What you need to do: Copy the result of filtering the entries below for lines that include the string "Duration".

== Input records

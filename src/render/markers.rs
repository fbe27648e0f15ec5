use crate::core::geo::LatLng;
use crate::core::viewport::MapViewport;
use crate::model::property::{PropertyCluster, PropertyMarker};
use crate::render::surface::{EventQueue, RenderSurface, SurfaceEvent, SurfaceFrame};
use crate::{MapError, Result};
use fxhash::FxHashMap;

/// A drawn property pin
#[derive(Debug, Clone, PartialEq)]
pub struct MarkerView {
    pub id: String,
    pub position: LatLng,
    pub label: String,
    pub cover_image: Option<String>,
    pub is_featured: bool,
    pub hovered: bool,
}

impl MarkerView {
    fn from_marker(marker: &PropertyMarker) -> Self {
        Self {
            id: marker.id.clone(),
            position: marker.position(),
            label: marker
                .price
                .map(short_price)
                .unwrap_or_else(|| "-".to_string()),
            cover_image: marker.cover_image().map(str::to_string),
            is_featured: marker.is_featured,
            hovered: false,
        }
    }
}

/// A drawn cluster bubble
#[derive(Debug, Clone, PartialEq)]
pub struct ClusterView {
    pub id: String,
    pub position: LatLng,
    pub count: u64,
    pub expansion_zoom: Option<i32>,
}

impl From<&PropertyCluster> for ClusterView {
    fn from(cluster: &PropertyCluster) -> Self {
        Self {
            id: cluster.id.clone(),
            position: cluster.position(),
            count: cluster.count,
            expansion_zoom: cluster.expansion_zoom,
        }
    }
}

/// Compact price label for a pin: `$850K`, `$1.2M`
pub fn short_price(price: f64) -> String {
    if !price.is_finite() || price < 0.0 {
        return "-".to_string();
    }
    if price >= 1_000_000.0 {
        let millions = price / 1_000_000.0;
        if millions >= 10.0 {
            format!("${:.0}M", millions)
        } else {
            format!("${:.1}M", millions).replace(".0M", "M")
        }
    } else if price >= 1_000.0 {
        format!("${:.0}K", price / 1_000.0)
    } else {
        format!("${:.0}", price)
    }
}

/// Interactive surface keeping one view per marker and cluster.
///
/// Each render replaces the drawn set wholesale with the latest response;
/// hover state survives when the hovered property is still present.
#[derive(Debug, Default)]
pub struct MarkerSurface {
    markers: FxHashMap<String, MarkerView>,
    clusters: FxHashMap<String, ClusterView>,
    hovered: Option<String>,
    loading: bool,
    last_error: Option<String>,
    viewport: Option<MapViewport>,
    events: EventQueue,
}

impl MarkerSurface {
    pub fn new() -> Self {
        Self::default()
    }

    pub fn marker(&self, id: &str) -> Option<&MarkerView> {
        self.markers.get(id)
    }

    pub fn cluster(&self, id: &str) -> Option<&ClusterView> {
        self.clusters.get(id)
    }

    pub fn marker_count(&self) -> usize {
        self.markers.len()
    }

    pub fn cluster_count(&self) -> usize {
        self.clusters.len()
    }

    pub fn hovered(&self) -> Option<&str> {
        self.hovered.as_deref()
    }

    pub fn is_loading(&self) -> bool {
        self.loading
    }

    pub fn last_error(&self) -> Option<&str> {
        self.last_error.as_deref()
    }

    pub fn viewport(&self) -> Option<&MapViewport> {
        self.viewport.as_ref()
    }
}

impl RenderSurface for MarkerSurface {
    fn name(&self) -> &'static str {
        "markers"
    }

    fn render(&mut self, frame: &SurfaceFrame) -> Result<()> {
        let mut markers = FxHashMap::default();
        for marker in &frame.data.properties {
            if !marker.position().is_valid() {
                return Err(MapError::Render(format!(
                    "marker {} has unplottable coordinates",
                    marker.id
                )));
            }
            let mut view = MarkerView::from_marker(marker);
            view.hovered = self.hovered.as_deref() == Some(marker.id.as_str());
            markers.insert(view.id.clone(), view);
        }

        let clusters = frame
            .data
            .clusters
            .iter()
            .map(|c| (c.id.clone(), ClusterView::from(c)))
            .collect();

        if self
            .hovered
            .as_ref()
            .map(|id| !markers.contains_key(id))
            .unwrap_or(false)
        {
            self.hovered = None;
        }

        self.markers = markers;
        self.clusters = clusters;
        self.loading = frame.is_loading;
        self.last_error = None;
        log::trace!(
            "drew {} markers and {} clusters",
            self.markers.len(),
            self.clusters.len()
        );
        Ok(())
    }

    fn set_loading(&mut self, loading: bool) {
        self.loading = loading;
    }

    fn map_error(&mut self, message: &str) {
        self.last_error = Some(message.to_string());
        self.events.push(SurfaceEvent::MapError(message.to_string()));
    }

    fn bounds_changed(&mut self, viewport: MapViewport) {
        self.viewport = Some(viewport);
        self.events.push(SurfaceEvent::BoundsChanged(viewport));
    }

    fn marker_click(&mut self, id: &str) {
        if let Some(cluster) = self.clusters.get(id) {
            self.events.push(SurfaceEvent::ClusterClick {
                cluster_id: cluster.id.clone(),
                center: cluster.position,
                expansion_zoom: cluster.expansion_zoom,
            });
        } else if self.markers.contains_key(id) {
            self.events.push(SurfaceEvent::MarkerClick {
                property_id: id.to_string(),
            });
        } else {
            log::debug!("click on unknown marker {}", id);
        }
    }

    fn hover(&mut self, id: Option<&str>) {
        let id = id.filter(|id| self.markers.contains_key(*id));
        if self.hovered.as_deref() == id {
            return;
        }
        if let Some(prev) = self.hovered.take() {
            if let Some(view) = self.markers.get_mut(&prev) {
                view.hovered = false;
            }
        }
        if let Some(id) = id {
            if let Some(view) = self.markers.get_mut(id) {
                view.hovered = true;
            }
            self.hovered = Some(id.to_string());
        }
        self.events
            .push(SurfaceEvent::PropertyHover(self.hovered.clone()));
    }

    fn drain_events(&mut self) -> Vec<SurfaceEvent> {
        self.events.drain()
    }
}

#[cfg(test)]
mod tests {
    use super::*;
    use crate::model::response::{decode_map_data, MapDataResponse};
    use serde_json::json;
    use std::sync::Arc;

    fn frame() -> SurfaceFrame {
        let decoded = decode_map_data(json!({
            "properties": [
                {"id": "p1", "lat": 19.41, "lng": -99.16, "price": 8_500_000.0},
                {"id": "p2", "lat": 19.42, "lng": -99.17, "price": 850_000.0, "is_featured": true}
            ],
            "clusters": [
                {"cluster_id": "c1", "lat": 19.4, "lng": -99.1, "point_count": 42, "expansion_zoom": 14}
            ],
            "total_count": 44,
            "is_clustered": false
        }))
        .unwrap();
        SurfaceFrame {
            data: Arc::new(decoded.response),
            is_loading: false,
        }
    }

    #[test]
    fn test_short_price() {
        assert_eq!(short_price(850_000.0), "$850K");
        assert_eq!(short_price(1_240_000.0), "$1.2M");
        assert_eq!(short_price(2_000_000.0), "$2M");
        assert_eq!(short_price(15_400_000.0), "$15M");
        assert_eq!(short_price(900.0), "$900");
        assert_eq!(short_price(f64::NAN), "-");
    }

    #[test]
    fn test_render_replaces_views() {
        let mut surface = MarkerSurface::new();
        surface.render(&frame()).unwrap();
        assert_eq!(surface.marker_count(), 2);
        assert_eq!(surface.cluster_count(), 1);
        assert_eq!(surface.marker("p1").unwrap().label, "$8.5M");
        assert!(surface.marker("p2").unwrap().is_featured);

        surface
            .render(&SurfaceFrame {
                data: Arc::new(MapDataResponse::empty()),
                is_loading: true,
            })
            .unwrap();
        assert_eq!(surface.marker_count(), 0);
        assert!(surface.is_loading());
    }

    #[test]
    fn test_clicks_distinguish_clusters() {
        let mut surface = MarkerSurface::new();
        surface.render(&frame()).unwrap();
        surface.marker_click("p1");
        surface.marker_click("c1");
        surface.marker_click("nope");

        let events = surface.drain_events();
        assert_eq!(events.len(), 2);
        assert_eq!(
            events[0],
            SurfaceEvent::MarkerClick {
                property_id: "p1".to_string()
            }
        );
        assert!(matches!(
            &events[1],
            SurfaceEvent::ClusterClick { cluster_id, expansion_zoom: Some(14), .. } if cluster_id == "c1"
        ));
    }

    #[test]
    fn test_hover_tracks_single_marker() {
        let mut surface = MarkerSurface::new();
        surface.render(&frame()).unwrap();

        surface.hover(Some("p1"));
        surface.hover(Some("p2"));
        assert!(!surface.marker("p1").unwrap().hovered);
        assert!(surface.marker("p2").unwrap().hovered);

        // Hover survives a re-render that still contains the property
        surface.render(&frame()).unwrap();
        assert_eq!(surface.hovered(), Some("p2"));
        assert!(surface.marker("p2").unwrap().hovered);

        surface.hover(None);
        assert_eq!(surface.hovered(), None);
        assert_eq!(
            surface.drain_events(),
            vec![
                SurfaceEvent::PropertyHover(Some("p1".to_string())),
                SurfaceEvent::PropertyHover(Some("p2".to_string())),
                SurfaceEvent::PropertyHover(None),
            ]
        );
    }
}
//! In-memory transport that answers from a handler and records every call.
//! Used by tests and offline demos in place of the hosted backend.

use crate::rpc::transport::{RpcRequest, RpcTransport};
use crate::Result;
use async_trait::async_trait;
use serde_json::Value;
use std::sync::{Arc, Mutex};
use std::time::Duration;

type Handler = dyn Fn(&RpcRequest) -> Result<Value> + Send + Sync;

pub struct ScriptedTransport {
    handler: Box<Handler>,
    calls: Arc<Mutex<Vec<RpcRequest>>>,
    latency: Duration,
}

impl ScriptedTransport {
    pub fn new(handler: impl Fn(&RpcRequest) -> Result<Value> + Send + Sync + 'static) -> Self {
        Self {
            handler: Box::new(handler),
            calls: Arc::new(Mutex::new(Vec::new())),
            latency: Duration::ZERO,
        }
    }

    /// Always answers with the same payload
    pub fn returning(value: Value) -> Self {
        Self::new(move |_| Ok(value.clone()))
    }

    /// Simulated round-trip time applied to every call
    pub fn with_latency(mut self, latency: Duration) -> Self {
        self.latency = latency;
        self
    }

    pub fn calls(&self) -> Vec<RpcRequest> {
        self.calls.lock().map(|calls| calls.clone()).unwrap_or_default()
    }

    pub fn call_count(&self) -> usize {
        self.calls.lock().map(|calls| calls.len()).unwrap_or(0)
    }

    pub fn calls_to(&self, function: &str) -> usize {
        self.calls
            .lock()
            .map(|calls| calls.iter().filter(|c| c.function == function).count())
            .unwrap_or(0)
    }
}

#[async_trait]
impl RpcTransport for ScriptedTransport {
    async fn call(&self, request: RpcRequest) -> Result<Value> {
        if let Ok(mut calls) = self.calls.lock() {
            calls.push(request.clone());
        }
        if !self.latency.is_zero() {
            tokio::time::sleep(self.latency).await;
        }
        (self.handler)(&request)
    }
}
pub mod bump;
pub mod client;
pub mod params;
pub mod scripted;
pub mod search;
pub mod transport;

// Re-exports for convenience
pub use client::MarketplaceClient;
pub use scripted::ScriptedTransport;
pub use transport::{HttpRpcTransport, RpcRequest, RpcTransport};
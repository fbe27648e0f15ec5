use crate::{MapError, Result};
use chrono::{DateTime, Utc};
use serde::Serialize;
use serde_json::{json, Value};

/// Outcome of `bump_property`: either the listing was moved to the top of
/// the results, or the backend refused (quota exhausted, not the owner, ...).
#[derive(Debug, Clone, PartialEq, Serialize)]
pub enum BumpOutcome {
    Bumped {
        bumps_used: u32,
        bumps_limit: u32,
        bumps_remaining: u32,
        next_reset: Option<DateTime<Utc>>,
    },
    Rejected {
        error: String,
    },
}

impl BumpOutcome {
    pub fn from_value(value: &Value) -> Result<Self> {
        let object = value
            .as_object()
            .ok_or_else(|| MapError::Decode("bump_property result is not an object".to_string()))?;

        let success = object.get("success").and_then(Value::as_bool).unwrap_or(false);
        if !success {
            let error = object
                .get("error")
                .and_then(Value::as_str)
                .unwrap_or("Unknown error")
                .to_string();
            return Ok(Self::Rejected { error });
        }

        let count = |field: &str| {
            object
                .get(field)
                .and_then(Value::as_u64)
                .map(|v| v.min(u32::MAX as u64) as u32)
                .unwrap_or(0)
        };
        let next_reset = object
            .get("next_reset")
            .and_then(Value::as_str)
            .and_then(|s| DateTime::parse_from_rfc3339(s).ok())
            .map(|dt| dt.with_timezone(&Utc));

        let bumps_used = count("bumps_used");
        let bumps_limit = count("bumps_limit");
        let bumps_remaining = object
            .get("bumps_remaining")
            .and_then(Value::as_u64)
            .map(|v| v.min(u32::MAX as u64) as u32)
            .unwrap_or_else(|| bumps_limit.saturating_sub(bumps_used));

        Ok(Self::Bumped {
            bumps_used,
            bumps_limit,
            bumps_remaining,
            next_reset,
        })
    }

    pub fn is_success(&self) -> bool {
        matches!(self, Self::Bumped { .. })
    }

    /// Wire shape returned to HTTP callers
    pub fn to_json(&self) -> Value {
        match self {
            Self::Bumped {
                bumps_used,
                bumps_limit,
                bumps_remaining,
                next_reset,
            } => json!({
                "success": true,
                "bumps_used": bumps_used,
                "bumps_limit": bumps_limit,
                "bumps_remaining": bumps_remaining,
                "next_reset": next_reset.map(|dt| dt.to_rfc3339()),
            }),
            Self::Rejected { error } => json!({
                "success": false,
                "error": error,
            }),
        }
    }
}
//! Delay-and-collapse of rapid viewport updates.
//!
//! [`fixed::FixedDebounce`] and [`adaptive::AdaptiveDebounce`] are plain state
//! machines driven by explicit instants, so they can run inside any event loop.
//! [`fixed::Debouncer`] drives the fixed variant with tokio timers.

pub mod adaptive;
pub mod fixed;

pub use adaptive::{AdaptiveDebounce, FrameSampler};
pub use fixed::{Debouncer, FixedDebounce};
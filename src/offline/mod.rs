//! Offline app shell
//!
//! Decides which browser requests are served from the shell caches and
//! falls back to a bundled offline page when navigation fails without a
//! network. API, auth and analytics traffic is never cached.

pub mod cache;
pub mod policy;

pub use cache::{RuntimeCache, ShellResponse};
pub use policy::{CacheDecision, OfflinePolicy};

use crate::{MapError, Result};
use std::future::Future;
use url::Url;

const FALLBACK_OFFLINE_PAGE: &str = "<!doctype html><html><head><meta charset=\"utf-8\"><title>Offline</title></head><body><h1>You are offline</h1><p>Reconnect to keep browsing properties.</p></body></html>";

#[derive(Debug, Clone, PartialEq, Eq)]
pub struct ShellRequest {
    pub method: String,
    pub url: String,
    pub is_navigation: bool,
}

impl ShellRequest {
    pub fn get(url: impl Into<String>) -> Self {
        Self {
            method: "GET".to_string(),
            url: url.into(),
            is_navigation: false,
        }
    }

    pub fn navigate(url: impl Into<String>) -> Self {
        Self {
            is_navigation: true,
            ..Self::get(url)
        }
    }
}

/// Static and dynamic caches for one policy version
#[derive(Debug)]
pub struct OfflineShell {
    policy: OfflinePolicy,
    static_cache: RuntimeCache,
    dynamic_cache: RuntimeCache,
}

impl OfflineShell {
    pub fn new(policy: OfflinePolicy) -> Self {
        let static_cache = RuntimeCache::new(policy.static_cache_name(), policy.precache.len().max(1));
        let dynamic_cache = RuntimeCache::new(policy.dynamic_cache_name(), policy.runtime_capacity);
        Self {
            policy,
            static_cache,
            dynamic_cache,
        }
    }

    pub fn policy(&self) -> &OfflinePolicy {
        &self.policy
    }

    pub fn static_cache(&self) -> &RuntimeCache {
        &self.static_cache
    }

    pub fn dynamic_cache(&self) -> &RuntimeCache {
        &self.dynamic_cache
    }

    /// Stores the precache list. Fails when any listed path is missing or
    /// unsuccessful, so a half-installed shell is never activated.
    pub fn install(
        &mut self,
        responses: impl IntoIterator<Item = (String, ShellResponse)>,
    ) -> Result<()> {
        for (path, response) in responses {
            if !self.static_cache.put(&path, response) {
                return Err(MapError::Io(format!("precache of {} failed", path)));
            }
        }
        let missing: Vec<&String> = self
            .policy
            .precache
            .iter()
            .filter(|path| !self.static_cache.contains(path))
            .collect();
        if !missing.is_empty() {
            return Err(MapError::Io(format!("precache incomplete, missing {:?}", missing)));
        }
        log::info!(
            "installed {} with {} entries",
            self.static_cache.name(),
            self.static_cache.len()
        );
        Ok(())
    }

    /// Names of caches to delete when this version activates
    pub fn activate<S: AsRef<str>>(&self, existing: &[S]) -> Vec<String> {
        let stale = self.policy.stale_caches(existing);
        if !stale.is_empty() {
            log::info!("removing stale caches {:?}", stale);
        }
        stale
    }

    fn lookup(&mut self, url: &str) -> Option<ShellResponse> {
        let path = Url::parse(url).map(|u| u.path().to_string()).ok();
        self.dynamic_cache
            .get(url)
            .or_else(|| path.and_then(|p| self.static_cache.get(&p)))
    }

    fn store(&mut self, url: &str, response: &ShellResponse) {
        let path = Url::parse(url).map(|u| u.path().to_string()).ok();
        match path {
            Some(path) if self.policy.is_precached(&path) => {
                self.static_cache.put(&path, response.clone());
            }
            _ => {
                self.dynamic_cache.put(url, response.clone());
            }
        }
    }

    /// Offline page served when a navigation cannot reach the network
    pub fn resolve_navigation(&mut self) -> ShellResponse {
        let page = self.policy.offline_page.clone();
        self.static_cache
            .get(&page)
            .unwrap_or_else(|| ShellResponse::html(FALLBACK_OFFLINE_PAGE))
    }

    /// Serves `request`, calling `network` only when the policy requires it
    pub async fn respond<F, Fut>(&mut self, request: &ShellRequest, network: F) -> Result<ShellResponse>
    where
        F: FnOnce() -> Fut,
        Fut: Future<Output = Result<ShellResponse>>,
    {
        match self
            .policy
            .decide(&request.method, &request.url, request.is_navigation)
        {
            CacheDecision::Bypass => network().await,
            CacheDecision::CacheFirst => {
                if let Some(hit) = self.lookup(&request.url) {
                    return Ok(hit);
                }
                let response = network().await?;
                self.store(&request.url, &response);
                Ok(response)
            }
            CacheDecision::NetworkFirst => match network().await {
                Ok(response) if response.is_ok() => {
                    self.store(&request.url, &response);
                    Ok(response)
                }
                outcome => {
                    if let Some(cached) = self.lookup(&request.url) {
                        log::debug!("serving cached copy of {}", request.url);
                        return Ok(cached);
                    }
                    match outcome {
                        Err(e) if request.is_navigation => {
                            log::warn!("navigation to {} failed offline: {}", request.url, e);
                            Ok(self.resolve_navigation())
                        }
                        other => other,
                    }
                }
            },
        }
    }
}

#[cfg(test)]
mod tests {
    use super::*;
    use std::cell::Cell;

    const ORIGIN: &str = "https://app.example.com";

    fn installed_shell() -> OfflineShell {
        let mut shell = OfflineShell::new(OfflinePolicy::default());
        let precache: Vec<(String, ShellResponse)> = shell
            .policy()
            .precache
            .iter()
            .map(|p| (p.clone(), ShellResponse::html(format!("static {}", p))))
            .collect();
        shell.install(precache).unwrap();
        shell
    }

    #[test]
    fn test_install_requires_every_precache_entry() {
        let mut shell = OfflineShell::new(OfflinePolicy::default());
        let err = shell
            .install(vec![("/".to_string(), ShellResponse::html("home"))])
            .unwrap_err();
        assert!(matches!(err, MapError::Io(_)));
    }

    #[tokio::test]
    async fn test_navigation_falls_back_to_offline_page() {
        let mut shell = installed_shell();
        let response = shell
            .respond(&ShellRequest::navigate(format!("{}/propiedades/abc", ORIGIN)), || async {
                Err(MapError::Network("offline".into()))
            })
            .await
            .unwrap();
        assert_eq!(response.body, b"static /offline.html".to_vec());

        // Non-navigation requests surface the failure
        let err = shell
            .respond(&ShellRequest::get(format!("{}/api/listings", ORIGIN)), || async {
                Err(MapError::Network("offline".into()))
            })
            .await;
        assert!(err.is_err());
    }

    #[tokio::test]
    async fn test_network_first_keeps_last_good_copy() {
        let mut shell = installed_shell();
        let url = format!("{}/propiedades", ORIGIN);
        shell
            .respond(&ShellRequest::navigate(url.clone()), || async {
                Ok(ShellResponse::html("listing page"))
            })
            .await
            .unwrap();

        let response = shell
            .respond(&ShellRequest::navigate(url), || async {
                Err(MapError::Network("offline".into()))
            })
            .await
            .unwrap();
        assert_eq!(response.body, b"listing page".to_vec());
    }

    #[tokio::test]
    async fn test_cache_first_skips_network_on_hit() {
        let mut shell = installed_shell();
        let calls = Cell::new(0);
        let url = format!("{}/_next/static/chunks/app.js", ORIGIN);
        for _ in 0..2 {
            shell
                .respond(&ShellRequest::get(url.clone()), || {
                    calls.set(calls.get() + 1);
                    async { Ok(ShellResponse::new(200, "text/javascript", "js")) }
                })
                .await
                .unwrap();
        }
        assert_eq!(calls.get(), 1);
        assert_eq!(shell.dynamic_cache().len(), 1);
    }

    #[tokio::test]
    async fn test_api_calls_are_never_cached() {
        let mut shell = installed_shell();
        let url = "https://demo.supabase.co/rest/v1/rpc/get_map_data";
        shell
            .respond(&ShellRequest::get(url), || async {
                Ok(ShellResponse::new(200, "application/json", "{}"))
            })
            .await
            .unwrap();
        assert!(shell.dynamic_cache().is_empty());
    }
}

====

Output of the task:
use std::time::Duration;
    latency: Duration,
            latency: Duration::ZERO,
    pub fn with_latency(mut self, latency: Duration) -> Self {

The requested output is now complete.